Work order:
Only one stretch of the data below is needed. Output the lines from the one with "self.active = level;" up to and including the one with "self.columns.truncate(self.active);", exactly as they stand.

Source information:
==================================================

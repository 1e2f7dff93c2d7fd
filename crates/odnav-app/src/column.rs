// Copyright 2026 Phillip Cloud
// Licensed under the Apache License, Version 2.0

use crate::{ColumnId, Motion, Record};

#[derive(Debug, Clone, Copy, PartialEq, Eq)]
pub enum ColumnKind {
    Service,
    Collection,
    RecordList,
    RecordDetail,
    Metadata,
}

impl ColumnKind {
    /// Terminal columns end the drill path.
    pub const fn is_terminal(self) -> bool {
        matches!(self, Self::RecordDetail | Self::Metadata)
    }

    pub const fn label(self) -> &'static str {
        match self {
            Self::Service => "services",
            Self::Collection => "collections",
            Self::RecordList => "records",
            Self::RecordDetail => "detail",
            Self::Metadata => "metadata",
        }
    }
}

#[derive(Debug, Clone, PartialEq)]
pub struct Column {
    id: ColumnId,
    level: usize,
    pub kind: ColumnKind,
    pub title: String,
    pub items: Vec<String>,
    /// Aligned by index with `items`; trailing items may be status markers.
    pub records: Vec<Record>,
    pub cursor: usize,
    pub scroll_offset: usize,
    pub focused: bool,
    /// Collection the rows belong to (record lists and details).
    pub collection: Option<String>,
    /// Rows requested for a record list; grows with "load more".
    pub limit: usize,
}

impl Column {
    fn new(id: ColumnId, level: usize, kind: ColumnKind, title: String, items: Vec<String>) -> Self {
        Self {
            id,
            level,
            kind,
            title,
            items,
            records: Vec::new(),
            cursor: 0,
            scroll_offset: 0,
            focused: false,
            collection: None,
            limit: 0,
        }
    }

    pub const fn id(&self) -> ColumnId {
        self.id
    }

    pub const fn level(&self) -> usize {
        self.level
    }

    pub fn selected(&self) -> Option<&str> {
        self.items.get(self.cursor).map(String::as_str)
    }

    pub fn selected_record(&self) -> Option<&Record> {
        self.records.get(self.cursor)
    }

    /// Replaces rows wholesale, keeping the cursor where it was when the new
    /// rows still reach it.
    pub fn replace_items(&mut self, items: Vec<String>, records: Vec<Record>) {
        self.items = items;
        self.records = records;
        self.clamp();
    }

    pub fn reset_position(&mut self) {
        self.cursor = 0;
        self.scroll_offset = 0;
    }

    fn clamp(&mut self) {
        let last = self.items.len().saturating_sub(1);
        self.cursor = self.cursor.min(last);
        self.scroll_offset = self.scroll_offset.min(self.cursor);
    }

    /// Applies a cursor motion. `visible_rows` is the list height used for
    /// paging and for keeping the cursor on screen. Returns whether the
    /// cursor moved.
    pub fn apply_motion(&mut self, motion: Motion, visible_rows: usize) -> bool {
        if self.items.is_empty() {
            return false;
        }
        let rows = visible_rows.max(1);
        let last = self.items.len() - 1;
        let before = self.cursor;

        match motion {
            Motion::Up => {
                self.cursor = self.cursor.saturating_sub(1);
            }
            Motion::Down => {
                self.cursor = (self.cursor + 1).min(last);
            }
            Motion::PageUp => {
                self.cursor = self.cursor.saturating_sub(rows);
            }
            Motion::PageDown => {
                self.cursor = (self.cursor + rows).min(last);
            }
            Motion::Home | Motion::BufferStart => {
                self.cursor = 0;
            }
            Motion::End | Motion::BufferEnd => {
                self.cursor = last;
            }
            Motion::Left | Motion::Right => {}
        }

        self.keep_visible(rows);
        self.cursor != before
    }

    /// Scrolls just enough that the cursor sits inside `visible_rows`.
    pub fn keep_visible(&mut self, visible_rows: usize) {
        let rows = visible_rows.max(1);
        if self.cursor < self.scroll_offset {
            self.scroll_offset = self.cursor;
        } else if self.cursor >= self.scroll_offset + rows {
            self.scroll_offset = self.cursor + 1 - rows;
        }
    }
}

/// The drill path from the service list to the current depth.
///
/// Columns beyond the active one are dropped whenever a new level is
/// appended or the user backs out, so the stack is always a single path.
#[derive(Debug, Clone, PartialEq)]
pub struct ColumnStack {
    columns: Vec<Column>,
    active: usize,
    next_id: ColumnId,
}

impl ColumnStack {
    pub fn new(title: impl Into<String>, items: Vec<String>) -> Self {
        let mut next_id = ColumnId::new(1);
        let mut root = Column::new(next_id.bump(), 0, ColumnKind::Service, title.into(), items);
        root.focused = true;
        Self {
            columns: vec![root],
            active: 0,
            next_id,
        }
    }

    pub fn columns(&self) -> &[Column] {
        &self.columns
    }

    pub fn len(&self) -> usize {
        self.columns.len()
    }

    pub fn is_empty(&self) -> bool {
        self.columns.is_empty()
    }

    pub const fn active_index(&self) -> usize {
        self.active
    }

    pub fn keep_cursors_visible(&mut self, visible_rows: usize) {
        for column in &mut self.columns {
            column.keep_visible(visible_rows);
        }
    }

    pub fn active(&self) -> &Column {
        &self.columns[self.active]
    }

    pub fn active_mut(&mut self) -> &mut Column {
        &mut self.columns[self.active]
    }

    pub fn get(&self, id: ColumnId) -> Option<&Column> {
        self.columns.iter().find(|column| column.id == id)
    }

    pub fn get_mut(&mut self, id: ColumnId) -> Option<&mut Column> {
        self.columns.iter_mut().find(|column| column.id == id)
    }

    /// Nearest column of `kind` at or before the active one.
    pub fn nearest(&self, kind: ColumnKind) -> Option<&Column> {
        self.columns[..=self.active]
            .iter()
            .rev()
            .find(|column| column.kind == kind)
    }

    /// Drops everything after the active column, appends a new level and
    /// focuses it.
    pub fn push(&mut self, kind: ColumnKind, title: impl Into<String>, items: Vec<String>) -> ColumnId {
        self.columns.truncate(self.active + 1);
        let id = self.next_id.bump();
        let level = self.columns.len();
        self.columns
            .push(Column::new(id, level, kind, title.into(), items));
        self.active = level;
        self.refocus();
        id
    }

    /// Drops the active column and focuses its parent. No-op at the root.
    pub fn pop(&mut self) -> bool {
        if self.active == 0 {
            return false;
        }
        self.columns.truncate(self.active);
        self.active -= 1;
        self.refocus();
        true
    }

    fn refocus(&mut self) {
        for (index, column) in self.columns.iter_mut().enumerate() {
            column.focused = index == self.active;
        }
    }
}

==================================================

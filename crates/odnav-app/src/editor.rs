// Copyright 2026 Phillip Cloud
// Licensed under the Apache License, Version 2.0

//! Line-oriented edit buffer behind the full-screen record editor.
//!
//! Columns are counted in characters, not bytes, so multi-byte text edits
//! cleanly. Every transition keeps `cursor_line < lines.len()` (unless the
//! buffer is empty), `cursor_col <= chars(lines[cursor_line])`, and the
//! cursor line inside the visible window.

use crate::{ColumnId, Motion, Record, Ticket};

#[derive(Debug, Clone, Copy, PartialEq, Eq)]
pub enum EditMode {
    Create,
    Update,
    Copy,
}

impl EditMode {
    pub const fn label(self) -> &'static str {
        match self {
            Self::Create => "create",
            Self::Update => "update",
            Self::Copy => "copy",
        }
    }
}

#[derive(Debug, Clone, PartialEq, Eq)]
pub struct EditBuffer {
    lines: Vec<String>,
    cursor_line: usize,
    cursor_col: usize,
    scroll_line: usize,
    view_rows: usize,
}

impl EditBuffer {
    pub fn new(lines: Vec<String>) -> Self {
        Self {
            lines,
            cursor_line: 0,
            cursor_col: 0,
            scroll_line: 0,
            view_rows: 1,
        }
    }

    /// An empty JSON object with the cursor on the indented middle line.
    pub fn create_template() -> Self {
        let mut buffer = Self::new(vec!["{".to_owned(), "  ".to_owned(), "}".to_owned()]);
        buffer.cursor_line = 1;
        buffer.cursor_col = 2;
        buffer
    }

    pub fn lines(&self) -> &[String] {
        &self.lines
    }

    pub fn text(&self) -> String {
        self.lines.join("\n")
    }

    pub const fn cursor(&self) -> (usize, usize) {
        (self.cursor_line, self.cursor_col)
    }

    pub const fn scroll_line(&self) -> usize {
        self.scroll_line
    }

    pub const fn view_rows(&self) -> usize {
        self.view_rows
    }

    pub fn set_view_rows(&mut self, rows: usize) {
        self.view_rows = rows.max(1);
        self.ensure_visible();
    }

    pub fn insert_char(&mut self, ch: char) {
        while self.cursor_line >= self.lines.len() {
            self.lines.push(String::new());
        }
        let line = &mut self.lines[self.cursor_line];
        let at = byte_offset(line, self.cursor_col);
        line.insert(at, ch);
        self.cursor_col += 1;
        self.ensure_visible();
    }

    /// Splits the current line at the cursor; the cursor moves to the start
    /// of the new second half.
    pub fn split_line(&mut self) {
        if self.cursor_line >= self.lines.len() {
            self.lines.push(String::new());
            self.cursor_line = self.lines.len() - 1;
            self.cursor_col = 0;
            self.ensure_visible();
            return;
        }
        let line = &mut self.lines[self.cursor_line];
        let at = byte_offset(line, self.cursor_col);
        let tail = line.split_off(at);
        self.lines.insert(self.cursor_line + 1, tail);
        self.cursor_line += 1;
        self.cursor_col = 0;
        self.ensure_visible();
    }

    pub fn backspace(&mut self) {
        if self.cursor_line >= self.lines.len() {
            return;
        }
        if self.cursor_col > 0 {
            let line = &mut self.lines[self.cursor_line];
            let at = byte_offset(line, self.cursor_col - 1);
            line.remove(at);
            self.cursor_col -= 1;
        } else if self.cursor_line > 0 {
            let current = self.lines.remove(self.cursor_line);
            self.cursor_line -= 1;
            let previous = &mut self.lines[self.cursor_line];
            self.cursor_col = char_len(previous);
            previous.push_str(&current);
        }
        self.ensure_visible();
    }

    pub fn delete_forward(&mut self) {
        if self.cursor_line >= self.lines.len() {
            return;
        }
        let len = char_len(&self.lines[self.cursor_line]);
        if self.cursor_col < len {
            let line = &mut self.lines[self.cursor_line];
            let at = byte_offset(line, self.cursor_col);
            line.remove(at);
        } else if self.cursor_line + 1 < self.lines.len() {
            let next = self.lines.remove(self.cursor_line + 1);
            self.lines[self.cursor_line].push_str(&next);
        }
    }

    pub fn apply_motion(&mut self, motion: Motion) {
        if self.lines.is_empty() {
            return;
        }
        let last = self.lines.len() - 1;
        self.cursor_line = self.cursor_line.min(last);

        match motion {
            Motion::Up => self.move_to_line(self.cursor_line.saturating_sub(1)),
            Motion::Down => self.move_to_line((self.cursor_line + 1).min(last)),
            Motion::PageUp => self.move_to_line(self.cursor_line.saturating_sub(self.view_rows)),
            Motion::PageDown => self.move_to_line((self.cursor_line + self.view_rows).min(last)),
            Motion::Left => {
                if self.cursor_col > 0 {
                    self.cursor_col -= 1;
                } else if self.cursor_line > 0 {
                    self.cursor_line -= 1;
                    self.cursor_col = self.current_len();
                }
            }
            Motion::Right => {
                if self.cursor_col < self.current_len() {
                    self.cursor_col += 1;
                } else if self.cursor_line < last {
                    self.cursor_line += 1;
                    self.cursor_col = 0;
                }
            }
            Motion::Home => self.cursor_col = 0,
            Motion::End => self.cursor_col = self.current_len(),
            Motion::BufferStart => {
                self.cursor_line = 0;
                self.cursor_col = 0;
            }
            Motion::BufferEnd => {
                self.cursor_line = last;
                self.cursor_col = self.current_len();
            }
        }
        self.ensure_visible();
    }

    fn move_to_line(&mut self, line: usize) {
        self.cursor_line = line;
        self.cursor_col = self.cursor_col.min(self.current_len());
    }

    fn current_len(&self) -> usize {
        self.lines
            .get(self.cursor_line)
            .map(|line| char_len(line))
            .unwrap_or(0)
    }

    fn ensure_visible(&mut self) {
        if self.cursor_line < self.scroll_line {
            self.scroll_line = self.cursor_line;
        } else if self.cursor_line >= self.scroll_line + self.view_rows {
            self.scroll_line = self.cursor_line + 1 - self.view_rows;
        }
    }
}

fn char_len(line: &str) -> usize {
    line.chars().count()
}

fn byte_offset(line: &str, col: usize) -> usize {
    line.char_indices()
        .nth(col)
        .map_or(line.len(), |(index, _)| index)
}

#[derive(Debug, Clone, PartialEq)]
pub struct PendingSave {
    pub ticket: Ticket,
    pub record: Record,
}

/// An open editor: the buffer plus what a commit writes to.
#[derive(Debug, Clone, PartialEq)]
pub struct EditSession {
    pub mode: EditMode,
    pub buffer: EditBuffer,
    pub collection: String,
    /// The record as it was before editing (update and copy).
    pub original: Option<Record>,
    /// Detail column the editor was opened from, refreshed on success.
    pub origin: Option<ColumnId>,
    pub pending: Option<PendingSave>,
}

==================================================

Your response:
        self.active = level;
        self.refocus();
        id
    }

    /// Drops the active column and focuses its parent. No-op at the root.
    pub fn pop(&mut self) -> bool {
        if self.active == 0 {
            return false;
        }
        self.columns.truncate(self.active);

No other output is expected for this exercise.